Stored items:

::::

impl EffectsProvider for DwmEffects {
    fn add_window_animation(&mut self, handle: WindowHandle) {
        Self::set_attribute(handle, DWMWA_TRANSITIONS_FORCEDISABLED, &BOOL::from(false));
    }

    fn add_blur_behind(&mut self, handle: WindowHandle) {
        let blur = DWM_BLURBEHIND {
            dwFlags: DWM_BB_ENABLE,
            fEnable: true.into(),
            ..Default::default()
        };
        if let Err(e) = unsafe { DwmEnableBlurBehindWindow(hwnd(handle), &blur) } {
            debug!("Blur-behind failed on {:?}: {}", handle, e);
        }
    }

    fn add_shadow(&mut self, handle: WindowHandle) {
        // A one pixel frame extension is enough for DWM to draw the shadow
        let margins = MARGINS {
            cxLeftWidth: 1,
            cxRightWidth: 1,
            cyTopHeight: 1,
            cyBottomHeight: 1,
        };
        if let Err(e) = unsafe { DwmExtendFrameIntoClientArea(hwnd(handle), &margins) } {
            debug!("Shadow failed on {:?}: {}", handle, e);
        }
    }

    fn add_mica(&mut self, handle: WindowHandle, dark_mode: bool) {
        Self::set_attribute(handle, DWMWA_USE_IMMERSIVE_DARK_MODE, &BOOL::from(dark_mode));
        match MicaSwitch::for_build(self.build) {
            MicaSwitch::SystemBackdrop => Self::set_backdrop(handle, DWMSBT_MAINWINDOW),
            MicaSwitch::Legacy => Self::set_attribute(handle, DWMWA_MICA_EFFECT, &BOOL::from(true)),
        }
    }

    fn add_acrylic(&mut self, handle: WindowHandle, tint: Rgba) {
        trace!("Acrylic on {:?}, tint {}", handle, tint);
        self.set_accent(handle, AccentPolicy::acrylic(tint));
    }

    fn remove_background(&mut self, handle: WindowHandle) {
        self.set_accent(handle, AccentPolicy::disabled());
        match MicaSwitch::for_build(self.build) {
            MicaSwitch::SystemBackdrop => Self::set_backdrop(handle, DWMSBT_NONE),
            MicaSwitch::Legacy => {
                Self::set_attribute(handle, DWMWA_MICA_EFFECT, &BOOL::from(false))
            }
        }
    }
}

::::

From the first record to the last, print each one exactly.

[OUTPUT OF THE EXERCISE]:
impl EffectsProvider for DwmEffects {
    fn add_window_animation(&mut self, handle: WindowHandle) {
        Self::set_attribute(handle, DWMWA_TRANSITIONS_FORCEDISABLED, &BOOL::from(false));
    }

    fn add_blur_behind(&mut self, handle: WindowHandle) {
        let blur = DWM_BLURBEHIND {
            dwFlags: DWM_BB_ENABLE,
            fEnable: true.into(),
            ..Default::default()
        };
        if let Err(e) = unsafe { DwmEnableBlurBehindWindow(hwnd(handle), &blur) } {
            debug!("Blur-behind failed on {:?}: {}", handle, e);
        }
    }

    fn add_shadow(&mut self, handle: WindowHandle) {
        // A one pixel frame extension is enough for DWM to draw the shadow
        let margins = MARGINS {
            cxLeftWidth: 1,
            cxRightWidth: 1,
            cyTopHeight: 1,
            cyBottomHeight: 1,
        };
        if let Err(e) = unsafe { DwmExtendFrameIntoClientArea(hwnd(handle), &margins) } {
            debug!("Shadow failed on {:?}: {}", handle, e);
        }
    }

    fn add_mica(&mut self, handle: WindowHandle, dark_mode: bool) {
        Self::set_attribute(handle, DWMWA_USE_IMMERSIVE_DARK_MODE, &BOOL::from(dark_mode));
        match MicaSwitch::for_build(self.build) {
            MicaSwitch::SystemBackdrop => Self::set_backdrop(handle, DWMSBT_MAINWINDOW),
            MicaSwitch::Legacy => Self::set_attribute(handle, DWMWA_MICA_EFFECT, &BOOL::from(true)),
        }
    }

    fn add_acrylic(&mut self, handle: WindowHandle, tint: Rgba) {
        trace!("Acrylic on {:?}, tint {}", handle, tint);
        self.set_accent(handle, AccentPolicy::acrylic(tint));
    }

    fn remove_background(&mut self, handle: WindowHandle) {
        self.set_accent(handle, AccentPolicy::disabled());
        match MicaSwitch::for_build(self.build) {
            MicaSwitch::SystemBackdrop => Self::set_backdrop(handle, DWMSBT_NONE),
            MicaSwitch::Legacy => {
                Self::set_attribute(handle, DWMWA_MICA_EFFECT, &BOOL::from(false))
            }
        }
    }
}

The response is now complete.